Saved data entries
━━━━━━

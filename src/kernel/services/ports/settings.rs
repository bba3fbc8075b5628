use serde::{Deserialize, Serialize};
use std::path::PathBuf;

use super::search::Backend;

pub const DEFAULT_ENDPOINT: &str = "http://127.0.0.1:8000/manager/search/";

#[derive(Debug, Clone, Serialize, Deserialize)]
pub struct Settings {
    #[serde(default = "default_endpoint")]
    pub endpoint: String,
    #[serde(default)]
    pub backend: Backend,
    #[serde(default)]
    pub elements: ElementIds,
    #[serde(default = "default_request_timeout_ms")]
    pub request_timeout_ms: u64,
    /// Let a response from an older request replace the view of a newer one.
    #[serde(default)]
    pub apply_stale_responses: bool,
    #[serde(default, skip_serializing_if = "Option::is_none")]
    pub log_dir: Option<PathBuf>,
}

/// Ids of the host elements the controller binds to.
#[derive(Debug, Clone, PartialEq, Eq, Serialize, Deserialize)]
pub struct ElementIds {
    #[serde(default = "default_input_id")]
    pub input: String,
    #[serde(default = "default_results_id")]
    pub results: String,
    #[serde(default = "default_results_list_id")]
    pub results_list: String,
    #[serde(default = "default_pagination_id")]
    pub pagination: String,
}

fn default_endpoint() -> String {
    DEFAULT_ENDPOINT.to_string()
}

fn default_request_timeout_ms() -> u64 {
    10_000
}

fn default_input_id() -> String {
    "search-input".to_string()
}

fn default_results_id() -> String {
    "search-results".to_string()
}

fn default_results_list_id() -> String {
    "search-results-list".to_string()
}

fn default_pagination_id() -> String {
    "search-pagination".to_string()
}

impl Default for ElementIds {
    fn default() -> Self {
        Self {
            input: default_input_id(),
            results: default_results_id(),
            results_list: default_results_list_id(),
            pagination: default_pagination_id(),
        }
    }
}

impl ElementIds {
    pub fn all(&self) -> [&str; 4] {
        [
            self.input.as_str(),
            self.results.as_str(),
            self.results_list.as_str(),
            self.pagination.as_str(),
        ]
    }
}

impl Default for Settings {
    fn default() -> Self {
        Self {
            endpoint: default_endpoint(),
            backend: Backend::default(),
            elements: ElementIds::default(),
            request_timeout_ms: default_request_timeout_ms(),
            apply_stale_responses: false,
            log_dir: None,
        }
    }
}

#[cfg(test)]
#[path = "../../../../tests/unit/kernel/services/ports/settings.rs"]
mod tests;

━━━━━━

Copy out all of the data. Keep every word unchanged.

filename src/kernel/services/ports/settings.rs
repository bba3fbc8075b5628
use serde::{Deserialize, Serialize};
use std::path::PathBuf;

use super::search::Backend;

pub const DEFAULT_ENDPOINT: &str = "http://127.0.0.1:8000/manager/search/";

#[derive(Debug, Clone, Serialize, Deserialize)]
pub struct Settings {
    #[serde(default = "default_endpoint")]
    pub endpoint: String,
    #[serde(default)]
    pub backend: Backend,
    #[serde(default)]
    pub elements: ElementIds,
    #[serde(default = "default_request_timeout_ms")]
    pub request_timeout_ms: u64,
    /// Let a response from an older request replace the view of a newer one.
    #[serde(default)]
    pub apply_stale_responses: bool,
    #[serde(default, skip_serializing_if = "Option::is_none")]
    pub log_dir: Option<PathBuf>,
}

/// Ids of the host elements the controller binds to.
#[derive(Debug, Clone, PartialEq, Eq, Serialize, Deserialize)]
pub struct ElementIds {
    #[serde(default = "default_input_id")]
    pub input: String,
    #[serde(default = "default_results_id")]
    pub results: String,
    #[serde(default = "default_results_list_id")]
    pub results_list: String,
    #[serde(default = "default_pagination_id")]
    pub pagination: String,
}

fn default_endpoint() -> String {
    DEFAULT_ENDPOINT.to_string()
}

fn default_request_timeout_ms() -> u64 {
    10_000
}

fn default_input_id() -> String {
    "search-input".to_string()
}

fn default_results_id() -> String {
    "search-results".to_string()
}

fn default_results_list_id() -> String {
    "search-results-list".to_string()
}

fn default_pagination_id() -> String {
    "search-pagination".to_string()
}

impl Default for ElementIds {
    fn default() -> Self {
        Self {
            input: default_input_id(),
            results: default_results_id(),
            results_list: default_results_list_id(),
            pagination: default_pagination_id(),
        }
    }
}

impl ElementIds {
    pub fn all(&self) -> [&str; 4] {
        [
            self.input.as_str(),
            self.results.as_str(),
            self.results_list.as_str(),
            self.pagination.as_str(),
        ]
    }
}

impl Default for Settings {
    fn default() -> Self {
        Self {
            endpoint: default_endpoint(),
            backend: Backend::default(),
            elements: ElementIds::default(),
            request_timeout_ms: default_request_timeout_ms(),
            apply_stale_responses: false,
            log_dir: None,
        }
    }
}

#[cfg(test)]
#[path = "../../../../tests/unit/kernel/services/ports/settings.rs"]
mod tests;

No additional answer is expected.